== WHAT YOU ARE ASKED TO DO ==
Look for "Some" in the records and copy every line that has it.

Dataset entries
//! Authentication module for managing the local login session.
//!
//! This module provides:
//! - `AuthSession`: the persisted outcome of a successful login
//! - `GrantType`: which OAuth2 exchange the auth client performs
//! - `AuthClient` / `TokenSource`: the seam to the OAuth2 implementation
//! - `Authenticator`: reuse-or-reauthenticate logic, plus logout
//!
//! Expired sessions are never refreshed in place; they are deleted and a new
//! login runs.

pub mod client;
pub mod grant;
pub mod login;
pub mod session;

pub use client::{AuthClient, AuthHint, Token, TokenSource};
pub use grant::GrantType;
pub use login::{logout, Authenticator, AuthenticatorBuilder, LogoutOutcome, AUTH_TIMEOUT};
pub use session::{AuthSession, SessionStatus};
use std::sync::{Mutex, MutexGuard};

use super::SessionStore;
use crate::auth::AuthSession;
use crate::error::StoreError;

/// Non-persistent store. Keeps the serialized document rather than the
/// struct so it behaves like the real backends, corrupt payloads included.
#[derive(Default)]
pub struct MemorySessionStore {
    contents: Mutex<Option<String>>,
}

impl MemorySessionStore {
    pub fn new() -> Self {
        Self::default()
    }

    /// Replace the stored document verbatim.
    pub fn put_raw(&self, contents: impl Into<String>) {
        *self.lock() = Some(contents.into());
    }

    fn lock(&self) -> MutexGuard<'_, Option<String>> {
        self.contents.lock().unwrap_or_else(|poisoned| poisoned.into_inner())
    }
}

impl SessionStore for MemorySessionStore {
    fn put_session(&self, session: &AuthSession) -> Result<(), StoreError> {
        let contents = serde_json::to_string(session).map_err(StoreError::Serialization)?;
        *self.lock() = Some(contents);
        Ok(())
    }

    fn get_session(&self) -> Result<AuthSession, StoreError> {
        match self.lock().as_deref() {
            Some(contents) => serde_json::from_str(contents).map_err(StoreError::Corrupt),
            None => Err(StoreError::NotFound),
        }
    }

    fn delete_session(&self) -> Result<(), StoreError> {
        *self.lock() = None;
        Ok(())
    }

    fn location(&self) -> String {
        "memory".to_string()
    }
}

== TASK RESPONSE ==
        *self.lock() = Some(contents.into());
        *self.lock() = Some(contents);
            Some(contents) => serde_json::from_str(contents).map_err(StoreError::Corrupt),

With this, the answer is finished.